Lo que yo me muero por decirle a este tipo de familia, y lo haría si tuviera más mano izquierda, es que LOS NIÑOS Y NIÑAS NO VIENEN A LA ESCUELA A SER FELICES, TIENEN QUE VENIR FELICES DE CASA. Más de una vez y más de dos nos ha venido un crío o cría a decirnos que no quiere ir a casa, que allí se aburre, o tiene que cuidar a sus hermanos, o tiene que aguantar broncas entre sus padres, o está solo/a y tiene que apañárselas como buenamente puede. Niños y niñas que no tienen ninguna estructura en casa (no hablo de familias monoparentales, divorciadas ni el largo etcétera a las que siempre culpamos de todo, sino de estructura, normas, una mínima disciplina) agradecen como agua de mayo que les des una coordenadas por las que moverse, unas reglas que se lean más como un manual de instrucciones que como un castigo. Hemos pasado de no poder movernos en clase, no poder hablar sin levantar la mano, no poder participar ni dar nuestra opinión, a que los profesores y profesoras tengan manos y pies atados porque en cuanto le llaman la atención a un niño o niña te viene la madre o el padre a protestar. "Mi hija ayer no fue feliz contigo". Créeme, yo ahora mismo tampoco lo soy. La vida es así, hemos nacido para sufrir (no).

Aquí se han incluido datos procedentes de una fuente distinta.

impl Board {
    /// Creates a board with the standard starting layout, White to move.
    pub fn new() -> Self {
        Self::from_layout(&Layout::standard(), Side::White)
    }

    /// Creates a board from an arbitrary layout.
    ///
    /// Castling flags start cleared only for kings and rooks still standing
    /// on their standard starting cells.
    pub fn from_layout(layout: &Layout, side_to_move: Side) -> Self {
        let grid = Grid::from_layout(layout);
        let mut castling = CastlingRights::NONE_MOVED;
        let unmoved = |coord: Option<Coord>, kind: PieceKind, side: Side| {
            coord
                .and_then(|c| grid.get(c))
                .is_some_and(|p| p.kind() == kind && p.side() == side && !p.has_moved())
        };
        for side in Side::ALL {
            if !unmoved(Wing::king_origin(side), PieceKind::King, side) {
                castling.mark_king_moved(side);
            }
            for wing in [Wing::KingSide, Wing::QueenSide] {
                if !unmoved(wing.rook_origin(side), PieceKind::Rook, side) {
                    castling.mark_rook_moved(side, wing);
                }
            }
        }

        Board {
            grid,
            side_to_move,
            selection: None,
            en_passant: None,
            castling,
            forbid_self_check: false,
        }
    }

    /// Creates a board as described by `config`.
    ///
    /// # Errors
    ///
    /// Returns [`ConfigError::Layout`] if the configured layout is malformed.
    pub fn with_config(config: &EngineConfig) -> Result<Self, ConfigError> {
        let layout = config.starting_layout()?;
        let mut board = Self::from_layout(&layout, config.first_to_move);
        board.forbid_self_check = config.forbid_self_check;
        Ok(board)
    }

    /// Read-only view of the grid.
    #[inline]
    pub fn grid(&self) -> &Grid {
        &self.grid
    }

    /// The side whose move is next.
    #[inline]
    pub fn side_to_move(&self) -> Side {
        self.side_to_move
    }

    /// The selected cell, if a selection is active.
    #[inline]
    pub fn selection(&self) -> Option<Coord> {
        self.selection
    }

    /// The cell a pawn may capture onto en passant, valid for the next move only.
    #[inline]
    pub fn en_passant_target(&self) -> Option<Coord> {
        self.en_passant
    }

    /// Which kings and rooks have given up castling.
    #[inline]
    pub fn castling_rights(&self) -> CastlingRights {
        self.castling
    }

    /// Returns the piece on `coord`, for drawing.
    #[inline]
    pub fn piece_at(&self, coord: Coord) -> Option<PieceDescriptor> {
        self.grid.get(coord).map(Piece::descriptor)
    }

    /// Returns the piece at `(row, col)`, or `None` when off the board.
    pub fn get_piece(&self, row: i32, col: i32) -> Option<PieceDescriptor> {
        Coord::from_signed(row, col).and_then(|coord| self.piece_at(coord))
    }

    /// Serializes the current occupancy as a placement string.
    pub fn to_placement(&self) -> String {
        self.grid.to_placement()
    }

    /// Destinations the piece on `from` may move to.
    ///
    /// Starts from the piece's geometry over all 64 cells. A pawn may also
    /// move diagonally onto an empty cell, but only onto the en-passant
    /// target. Kings gain their castling destinations. Moves that leave the
    /// mover's own king attacked are kept unless the board was configured
    /// with `forbid_self_check`. An empty cell yields no moves.
    pub fn legal_moves(&self, from: Coord) -> Vec<Coord> {
        let Some(piece) = self.grid.get(from) else {
            return Vec::new();
        };

        let mut moves = piece.geometric_targets(&self.grid);

        if piece.kind() == PieceKind::Pawn {
            moves.extend(self.en_passant_capture(piece));
        }

        if piece.kind() == PieceKind::King {
            for wing in [Wing::KingSide, Wing::QueenSide] {
                if self.can_castle(piece.side(), wing) {
                    moves.extend(from.with_col(wing.king_target_col()));
                }
            }
        }

        if self.forbid_self_check {
            let side = piece.side();
            moves.retain(|&to| !crate::rules::king_in_check(&self.trial_grid(from, to), side));
        }

        moves
    }

    /// Applies a move for the side to move, returning `true` if it was accepted.
    pub fn attempt_move(&mut self, from: Coord, to: Coord) -> bool {
        self.try_move(from, to).is_ok()
    }

    /// Applies a move for the side to move.
    ///
    /// On success the side to move flips. On failure the board is unchanged.
    ///
    /// # Errors
    ///
    /// - [`MoveError::EmptySource`] if `from` is empty
    /// - [`MoveError::WrongSide`] if the piece on `from` is not the mover's
    /// - [`MoveError::IllegalDestination`] if `to` is not in [`legal_moves`](Self::legal_moves)
    pub fn try_move(&mut self, from: Coord, to: Coord) -> Result<MoveRecord, MoveError> {
        let piece = match self.validate(from, to) {
            Ok(piece) => piece,
            Err(err) => {
                tracing::trace!("rejected move from {} to {}: {}", from, to, err);
                return Err(err);
            }
        };
        let side = piece.side();

        let record = if piece.kind() == PieceKind::King && from.col().abs_diff(to.col()) == 2 {
            let wing = Wing::from_king_move(from.col(), to.col());
            self.perform_castle(side, wing)?;
            self.castling.mark_king_moved(side);
            self.castling.mark_rook_moved(side, wing);
            self.en_passant = None;
            MoveRecord {
                side,
                from,
                to,
                kind: MoveKind::Castle(wing),
                captured: None,
            }
        } else {
            self.apply_ordinary(piece, to)
        };

        self.side_to_move = side.opposite();
        tracing::debug!("{} played {}", side, record);
        Ok(record)
    }

    /// Checks that the side to move owns the piece on `from` and that `to`
    /// is among its legal moves.
    fn validate(&self, from: Coord, to: Coord) -> Result<Piece, MoveError> {
        let piece = *self.grid.get(from).ok_or(MoveError::EmptySource(from))?;
        if piece.side() != self.side_to_move {
            return Err(MoveError::WrongSide {
                coord: from,
                owner: piece.side(),
                to_move: self.side_to_move,
            });
        }
        if !self.legal_moves(from).contains(&to) {
            return Err(MoveError::IllegalDestination { from, to });
        }
        Ok(piece)
    }

    /// The en-passant target, if `pawn` stands diagonally behind it and the
    /// cell beside the pawn holds an opposing pawn to capture.
    fn en_passant_capture(&self, pawn: &Piece) -> Option<Coord> {
        let target = self.en_passant?;
        let from = pawn.coord();
        let (d_row, d_col) = (
            target.row() as i8 - from.row() as i8,
            target.col() as i8 - from.col() as i8,
        );
        if d_row != pawn.side().pawn_direction() || d_col.abs() != 1 {
            return None;
        }
        if self.grid.is_occupied(target) {
            return None;
        }
        let victim = self.grid.get(from.with_col(target.col())?)?;
        (victim.kind() == PieceKind::Pawn && victim.side() != pawn.side()).then_some(target)
    }

    /// Moves `piece` to `to`, handling en passant, castling flags, and the
    /// en-passant target. The move has already been validated.
    fn apply_ordinary(&mut self, piece: Piece, to: Coord) -> MoveRecord {
        let from = piece.coord();
        let side = piece.side();
        let mut kind = MoveKind::Quiet;
        let mut captured = None;

        if piece.kind() == PieceKind::Pawn
            && from.col() != to.col()
            && !self.grid.is_occupied(to)
            && self.en_passant == Some(to)
        {
            if let Some(victim) = Coord::new(from.row(), to.col()) {
                captured = self.grid.take(victim).map(|p| p.descriptor());
                tracing::debug!("en passant capture, removed pawn on {}", victim);
            }
            kind = MoveKind::EnPassant;
        }

        match piece.kind() {
            PieceKind::King => self.castling.mark_king_moved(side),
            PieceKind::Rook => self.castling.mark_rook_origin(from),
            _ => {}
        }

        if let Some(victim) = self.grid.relocate(from, to) {
            captured = Some(victim.descriptor());
            kind = MoveKind::Capture;
            self.castling.mark_rook_origin(to);
        }
        if let Some(moved) = self.grid.get_mut(to) {
            moved.set_moved(true);
        }

        self.en_passant = None;
        if piece.kind() == PieceKind::Pawn && from.row().abs_diff(to.row()) == 2 {
            self.en_passant = from.offset(side.pawn_direction(), 0);
            kind = MoveKind::DoubleStep;
            if let Some(target) = self.en_passant {
                tracing::debug!("en passant target set on {}", target);
            }
        }

        MoveRecord {
            side,
            from,
            to,
            kind,
            captured,
        }
    }

    /// A copy of the grid with the move from `from` to `to` played out,
    /// including the pawn removed by en passant and the rook moved by castling.
    fn trial_grid(&self, from: Coord, to: Coord) -> Grid {
        let mut trial = self.grid;
        if let Some(piece) = self.grid.get(from) {
            match piece.kind() {
                PieceKind::Pawn if from.col() != to.col() && !trial.is_occupied(to) => {
                    if let Some(victim) = Coord::new(from.row(), to.col()) {
                        trial.take(victim);
                    }
                }
                PieceKind::King if from.col().abs_diff(to.col()) == 2 => {
                    let wing = Wing::from_king_move(from.col(), to.col());
                    if let (Some(rook_from), Some(rook_to)) = (
                        wing.rook_origin(piece.side()),
                        from.with_col(wing.rook_target_col()),
                    ) {
                        trial.relocate(rook_from, rook_to);
                    }
                }
                _ => {}
            }
        }
        trial.relocate(from, to);
        trial
    }
}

El bienestar de los niños y niñas es primordial, fuera y dentro del aula. Todos los estudios demuestran que se aprende más a través de conexiones personales con los compañeros y compañeras y con el profesorado que con el libro de texto o métodos impersonales. Nunca un robot podrá sustituir el cariño que le pone un docente al explicar algo (y la mala leche tampoco, es verdad). Tenemos que buscar metodologías que fomenten la creatividad, la toma de decisiones, la autoevaluación y la autonomía, sí, pero todo dentro de un orden y una estructura. Una escuela es un reflejo en pequeño de la sociedad que nos rodea, y una de sus funciones es la de dar a nuestros niños y niñas unas normas dentro de las cuales moverse y funcionar. Ahí fuera hay leyes, y a veces no nos hacen felices, pero aprendemos a sortearlas y manejarnos dentro de ellas. ¿Más teatro, más música, más plástica? Sí, sí, sí. ¿Más proyectos, más trabajo en grupo, más tecnología? Sí, sí, sí. Pero dentro de un orden. La felicidad también se obtiene por haber conseguido un reto, por haber logrado mejorar y alcanzado un objetivo. Debemos ponernos de acuerdo, escuela y familias, para entender qué es lo que realmente hace feliz a nuestros niños y niñas, porque sin esa unión el trabajo de ambos es inútil. Y bastante ocupadas/os estamos ya para andarnos con tonterías.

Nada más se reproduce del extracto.